Hybrid Reinforcement Learning Breaks Sample Size Barriers in Linear MDPs

Hybrid Reinforcement Learning (RL), where an agent learns from both an offline dataset and online explorations in an unknown environment, has garnered significant recent interest. A crucial question posed by Xie et al. (2022b) is whether hybrid RL can improve upon the existing lower bounds established for purely offline or online RL without requiring that the behavior policy visit every state and action the optimal policy does. While Li et al. (2023b) provided an affirmative answer for tabular PAC RL, the question remains unsettled for both the regretminimizing and non-tabular cases. In this work, building upon recent advancements in offline RL and reward-agnostic exploration, we develop computationally efficient algorithms for both PAC and regret-minimizing RL with linear function approximation, without requiring concentrability on the entire state-action space.
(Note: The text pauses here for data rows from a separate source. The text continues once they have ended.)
use shared_types::SerialNumber;

use super::CertificateService;
use crate::model::certificate::{Certificate, CreateCertificateRequest};
use crate::model::revocation::{RevocationReason, RevokeCertificateRequest};
use crate::service::error::{ApiResponseExt, ServiceError};

impl CertificateService {
    pub async fn get_certificates(&self) -> Result<Vec<Certificate>, ServiceError> {
        self.get_list("/certificates").await
    }

    pub async fn get_all_unassigned(&self) -> Result<Vec<Certificate>, ServiceError> {
        self.get_list("/certificates/unassigned").await
    }

    /// CA certificates the signed in user may issue from
    pub async fn get_issuers(&self) -> Result<Vec<Certificate>, ServiceError> {
        self.get_list("/certificates/issuers").await
    }

    pub async fn revoke_certificate(
        &self,
        serial_number: &SerialNumber,
        reason: RevocationReason,
    ) -> Result<(), ServiceError> {
        let request = RevokeCertificateRequest {
            serial_number: serial_number.to_owned(),
            reason,
        };

        self.client
            .post(&self.endpoints.url("/certificates/revoke"))
            .json(&request)?
            .send()
            .await?
            .api_error_for_status()?;

        tracing::info!(%serial_number, %reason, "Certificate revoked");
        Ok(())
    }

    pub async fn create_certificate(
        &self,
        request: &CreateCertificateRequest,
    ) -> Result<Certificate, ServiceError> {
        let certificate: Certificate = self
            .client
            .post(&self.endpoints.url("/certificates"))
            .json(request)?
            .send()
            .await?
            .api_error_for_status()?
            .json()?;

        tracing::info!(serial_number = %certificate.serial_number, "Certificate issued");
        Ok(certificate)
    }

    async fn get_list(&self, path: &str) -> Result<Vec<Certificate>, ServiceError> {
        Ok(self
            .client
            .get(&self.endpoints.url(path))
            .send()
            .await?
            .api_error_for_status()?
            .json()?)
    }
}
We demonstrate that these algorithms achieve sharper error or regret bounds that are no worse than, and can improve on, the optimal sample complexity in offline RL (the first algorithm, for PAC RL) and online RL (the second algorithm, for regret-minimizing RL) in linear Markov decision processes (MDPs), regardless of the quality of the behavior policy. To our knowledge, this work establishes the tightest theoretical guarantees currently available for hybrid RL in linear MDPs.